Data records:

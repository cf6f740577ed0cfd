//! Configuração unificada via TOML.
//!
//! Três seções: `[metrics]` (nome → caminho separado por pontos),
//! `[graphite]` (destino e intervalo) e `[collector]` (comando de amostragem
//! e políticas do loop). Campos ausentes usam o valor padrão.

use crate::protocol::DEFAULT_PORT;
use crate::types::MetricPath;
use serde::{Deserialize, Serialize};
use std::collections::BTreeMap;
use std::path::{Path, PathBuf};
use std::time::Duration;
use tracing::info;

/// Caminho padrão do arquivo de configuração.
pub const DEFAULT_CONFIG_PATH: &str = "/etc/nvidia2graphite.conf";

/// Erros ao carregar a configuração.
#[derive(Debug, thiserror::Error)]
pub enum ConfigError {
    #[error("Erro ao ler {path}: {source}")]
    Io {
        path: PathBuf,
        source: std::io::Error,
    },

    #[error("Erro ao parsear {path}: {source}")]
    Parse {
        path: PathBuf,
        source: toml::de::Error,
    },
}

/// O que fazer quando um caminho configurado não existe na GPU.
#[derive(Debug, Clone, Copy, PartialEq, Eq, Default, Serialize, Deserialize)]
#[serde(rename_all = "snake_case")]
pub enum MissingPathPolicy {
    /// Ignora só a métrica
    #[default]
    SkipMetric,
    /// Não envia nada para essa GPU no ciclo
    SkipDevice,
    /// Encerra o processo
    Abort,
}

/// Como o intervalo entre ciclos é medido.
#[derive(Debug, Clone, Copy, PartialEq, Eq, Default, Serialize, Deserialize)]
#[serde(rename_all = "snake_case")]
pub enum Cadence {
    /// Dorme o intervalo inteiro após cada ciclo (período = intervalo + amostragem)
    #[default]
    AfterSample,
    /// Dorme só o restante do intervalo medido a partir do início do ciclo
    FixedRate,
}

/// Destino Graphite.
#[derive(Debug, Clone, Serialize, Deserialize)]
#[serde(default)]
pub struct GraphiteConfig {
    pub host: String,
    /// Porta do receptor plaintext
    pub port: u16,
    /// Prefixo de todas as métricas
    pub prefix: String,
    /// Intervalo entre amostragens em segundos
    pub interval: f64,
    /// Nó opcional entre prefixo e grupo (ex: hostname); vazio = omitido
    pub system_name: String,
    /// Timeout de conexão em segundos
    pub connect_timeout_secs: f64,
}

impl Default for GraphiteConfig {
    fn default() -> Self {
        Self {
            host: "localhost".into(),
            port: DEFAULT_PORT,
            prefix: "nvidia".into(),
            interval: 10.0,
            system_name: String::new(),
            connect_timeout_secs: 2.0,
        }
    }
}

/// Ferramenta de diagnóstico e políticas do loop.
#[derive(Debug, Clone, Serialize, Deserialize)]
#[serde(default)]
pub struct CollectorConfig {
    pub command: String,
    pub args: Vec<String>,
    /// Tag dos nós de GPU no relatório
    pub device_tag: String,
    pub on_missing_path: MissingPathPolicy,
    pub cadence: Cadence,
}

impl Default for CollectorConfig {
    fn default() -> Self {
        Self {
            command: "nvidia-smi".into(),
            args: vec!["-q".into(), "-x".into()],
            device_tag: "gpu".into(),
            on_missing_path: MissingPathPolicy::default(),
            cadence: Cadence::default(),
        }
    }
}

/// Configuração raiz.
///
/// Aceita `[Metrics]`/`[Graphite]` (nomes do arquivo INI original) além das
/// formas minúsculas. Seção desconhecida é erro de parsing.
#[derive(Debug, Clone, Serialize, Deserialize)]
#[serde(default, deny_unknown_fields)]
pub struct AppConfig {
    /// Nome → caminho no relatório (ex: `gpu_temp = "temperature.gpu_temp"`)
    #[serde(alias = "Metrics")]
    pub metrics: BTreeMap<String, String>,
    #[serde(alias = "Graphite")]
    pub graphite: GraphiteConfig,
    #[serde(alias = "Collector")]
    pub collector: CollectorConfig,
}

impl Default for AppConfig {
    fn default() -> Self {
        let metrics = [
            ("gpu_util", "utilization.gpu_util"),
            ("mem_util", "utilization.memory_util"),
            ("mem_used", "fb_memory_usage.used"),
            ("mem_total", "fb_memory_usage.total"),
            ("gpu_temp", "temperature.gpu_temp"),
            ("power_draw", "power_readings.power_draw"),
            ("fan_speed", "fan_speed"),
        ]
        .into_iter()
        .map(|(k, v)| (k.to_owned(), v.to_owned()))
        .collect();

        Self {
            metrics,
            graphite: GraphiteConfig::default(),
            collector: CollectorConfig::default(),
        }
    }
}

impl AppConfig {
    /// Carrega configuração de um arquivo TOML.
    pub fn load(path: &Path) -> Result<Self, ConfigError> {
        let content = std::fs::read_to_string(path).map_err(|source| ConfigError::Io {
            path: path.to_path_buf(),
            source,
        })?;
        let config = toml::from_str::<AppConfig>(&content).map_err(|source| ConfigError::Parse {
            path: path.to_path_buf(),
            source,
        })?;
        info!("Configuração carregada de {}", path.display());
        Ok(config)
    }

    /// Caminhos de métrica distintos, na ordem das chaves.
    pub fn metric_paths(&self) -> Vec<MetricPath> {
        let mut paths: Vec<MetricPath> = Vec::with_capacity(self.metrics.len());
        for raw in self.metrics.values() {
            let path = MetricPath::new(raw.trim());
            if !paths.contains(&path) {
                paths.push(path);
            }
        }
        paths
    }

    pub fn interval(&self) -> Duration {
        Duration::try_from_secs_f64(self.graphite.interval).unwrap_or_default()
    }

    pub fn connect_timeout(&self) -> Duration {
        Duration::try_from_secs_f64(self.graphite.connect_timeout_secs).unwrap_or_default()
    }

    /// Valida a configuração e retorna lista de erros.
    pub fn validate(&self) -> Vec<String> {
        let mut errors = Vec::new();

        if self.metrics.is_empty() {
            errors.push("Nenhuma métrica configurada em [metrics]".into());
        }
        for (name, raw) in &self.metrics {
            if MetricPath::new(raw.trim()).has_empty_segment() {
                errors.push(format!("Caminho inválido para '{name}': '{raw}'"));
            }
        }
        if self.graphite.host.trim().is_empty() {
            errors.push("Host do Graphite não pode ser vazio".into());
        }
        if self.graphite.port == 0 {
            errors.push("Porta do Graphite não pode ser 0".into());
        }
        if !(self.graphite.interval.is_finite() && self.graphite.interval > 0.0) {
            errors.push(format!(
                "Intervalo inválido: {} (deve ser > 0)",
                self.graphite.interval
            ));
        }
        if !(self.graphite.connect_timeout_secs.is_finite()
            && self.graphite.connect_timeout_secs > 0.0)
        {
            errors.push(format!(
                "Timeout de conexão inválido: {} (deve ser > 0)",
                self.graphite.connect_timeout_secs
            ));
        }
        if self.collector.command.trim().is_empty() {
            errors.push("Comando do coletor não pode ser vazio".into());
        }
        if self.collector.device_tag.trim().is_empty() {
            errors.push("Tag de dispositivo não pode ser vazia".into());
        }

        errors
    }
}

Exercise.
Give the data again exactly, line for line.

Task output.
repository cf6f740577ed0cfd
//! Configuração unificada via TOML.
//!
//! Três seções: `[metrics]` (nome → caminho separado por pontos),
//! `[graphite]` (destino e intervalo) e `[collector]` (comando de amostragem
//! e políticas do loop). Campos ausentes usam o valor padrão.

use crate::protocol::DEFAULT_PORT;
use crate::types::MetricPath;
use serde::{Deserialize, Serialize};
use std::collections::BTreeMap;
use std::path::{Path, PathBuf};
use std::time::Duration;
use tracing::info;

/// Caminho padrão do arquivo de configuração.
pub const DEFAULT_CONFIG_PATH: &str = "/etc/nvidia2graphite.conf";

/// Erros ao carregar a configuração.
#[derive(Debug, thiserror::Error)]
pub enum ConfigError {
    #[error("Erro ao ler {path}: {source}")]
    Io {
        path: PathBuf,
        source: std::io::Error,
    },

    #[error("Erro ao parsear {path}: {source}")]
    Parse {
        path: PathBuf,
        source: toml::de::Error,
    },
}

/// O que fazer quando um caminho configurado não existe na GPU.
#[derive(Debug, Clone, Copy, PartialEq, Eq, Default, Serialize, Deserialize)]
#[serde(rename_all = "snake_case")]
pub enum MissingPathPolicy {
    /// Ignora só a métrica
    #[default]
    SkipMetric,
    /// Não envia nada para essa GPU no ciclo
    SkipDevice,
    /// Encerra o processo
    Abort,
}

/// Como o intervalo entre ciclos é medido.
#[derive(Debug, Clone, Copy, PartialEq, Eq, Default, Serialize, Deserialize)]
#[serde(rename_all = "snake_case")]
pub enum Cadence {
    /// Dorme o intervalo inteiro após cada ciclo (período = intervalo + amostragem)
    #[default]
    AfterSample,
    /// Dorme só o restante do intervalo medido a partir do início do ciclo
    FixedRate,
}

/// Destino Graphite.
#[derive(Debug, Clone, Serialize, Deserialize)]
#[serde(default)]
pub struct GraphiteConfig {
    pub host: String,
    /// Porta do receptor plaintext
    pub port: u16,
    /// Prefixo de todas as métricas
    pub prefix: String,
    /// Intervalo entre amostragens em segundos
    pub interval: f64,
    /// Nó opcional entre prefixo e grupo (ex: hostname); vazio = omitido
    pub system_name: String,
    /// Timeout de conexão em segundos
    pub connect_timeout_secs: f64,
}

impl Default for GraphiteConfig {
    fn default() -> Self {
        Self {
            host: "localhost".into(),
            port: DEFAULT_PORT,
            prefix: "nvidia".into(),
            interval: 10.0,
            system_name: String::new(),
            connect_timeout_secs: 2.0,
        }
    }
}

/// Ferramenta de diagnóstico e políticas do loop.
#[derive(Debug, Clone, Serialize, Deserialize)]
#[serde(default)]
pub struct CollectorConfig {
    pub command: String,
    pub args: Vec<String>,
    /// Tag dos nós de GPU no relatório
    pub device_tag: String,
    pub on_missing_path: MissingPathPolicy,
    pub cadence: Cadence,
}

impl Default for CollectorConfig {
    fn default() -> Self {
        Self {
            command: "nvidia-smi".into(),
            args: vec!["-q".into(), "-x".into()],
            device_tag: "gpu".into(),
            on_missing_path: MissingPathPolicy::default(),
            cadence: Cadence::default(),
        }
    }
}

/// Configuração raiz.
///
/// Aceita `[Metrics]`/`[Graphite]` (nomes do arquivo INI original) além das
/// formas minúsculas. Seção desconhecida é erro de parsing.
#[derive(Debug, Clone, Serialize, Deserialize)]
#[serde(default, deny_unknown_fields)]
pub struct AppConfig {
    /// Nome → caminho no relatório (ex: `gpu_temp = "temperature.gpu_temp"`)
    #[serde(alias = "Metrics")]
    pub metrics: BTreeMap<String, String>,
    #[serde(alias = "Graphite")]
    pub graphite: GraphiteConfig,
    #[serde(alias = "Collector")]
    pub collector: CollectorConfig,
}

impl Default for AppConfig {
    fn default() -> Self {
        let metrics = [
            ("gpu_util", "utilization.gpu_util"),
            ("mem_util", "utilization.memory_util"),
            ("mem_used", "fb_memory_usage.used"),
            ("mem_total", "fb_memory_usage.total"),
            ("gpu_temp", "temperature.gpu_temp"),
            ("power_draw", "power_readings.power_draw"),
            ("fan_speed", "fan_speed"),
        ]
        .into_iter()
        .map(|(k, v)| (k.to_owned(), v.to_owned()))
        .collect();

        Self {
            metrics,
            graphite: GraphiteConfig::default(),
            collector: CollectorConfig::default(),
        }
    }
}

impl AppConfig {
    /// Carrega configuração de um arquivo TOML.
    pub fn load(path: &Path) -> Result<Self, ConfigError> {
        let content = std::fs::read_to_string(path).map_err(|source| ConfigError::Io {
            path: path.to_path_buf(),
            source,
        })?;
        let config = toml::from_str::<AppConfig>(&content).map_err(|source| ConfigError::Parse {
            path: path.to_path_buf(),
            source,
        })?;
        info!("Configuração carregada de {}", path.display());
        Ok(config)
    }

    /// Caminhos de métrica distintos, na ordem das chaves.
    pub fn metric_paths(&self) -> Vec<MetricPath> {
        let mut paths: Vec<MetricPath> = Vec::with_capacity(self.metrics.len());
        for raw in self.metrics.values() {
            let path = MetricPath::new(raw.trim());
            if !paths.contains(&path) {
                paths.push(path);
            }
        }
        paths
    }

    pub fn interval(&self) -> Duration {
        Duration::try_from_secs_f64(self.graphite.interval).unwrap_or_default()
    }

    pub fn connect_timeout(&self) -> Duration {
        Duration::try_from_secs_f64(self.graphite.connect_timeout_secs).unwrap_or_default()
    }

    /// Valida a configuração e retorna lista de erros.
    pub fn validate(&self) -> Vec<String> {
        let mut errors = Vec::new();

        if self.metrics.is_empty() {
            errors.push("Nenhuma métrica configurada em [metrics]".into());
        }
        for (name, raw) in &self.metrics {
            if MetricPath::new(raw.trim()).has_empty_segment() {
                errors.push(format!("Caminho inválido para '{name}': '{raw}'"));
            }
        }
        if self.graphite.host.trim().is_empty() {
            errors.push("Host do Graphite não pode ser vazio".into());
        }
        if self.graphite.port == 0 {
            errors.push("Porta do Graphite não pode ser 0".into());
        }
        if !(self.graphite.interval.is_finite() && self.graphite.interval > 0.0) {
            errors.push(format!(
                "Intervalo inválido: {} (deve ser > 0)",
                self.graphite.interval
            ));
        }
        if !(self.graphite.connect_timeout_secs.is_finite()
            && self.graphite.connect_timeout_secs > 0.0)
        {
            errors.push(format!(
                "Timeout de conexão inválido: {} (deve ser > 0)",
                self.graphite.connect_timeout_secs
            ));
        }
        if self.collector.command.trim().is_empty() {
            errors.push("Comando do coletor não pode ser vazio".into());
        }
        if self.collector.device_tag.trim().is_empty() {
            errors.push("Tag de dispositivo não pode ser vazia".into());
        }

        errors
    }
}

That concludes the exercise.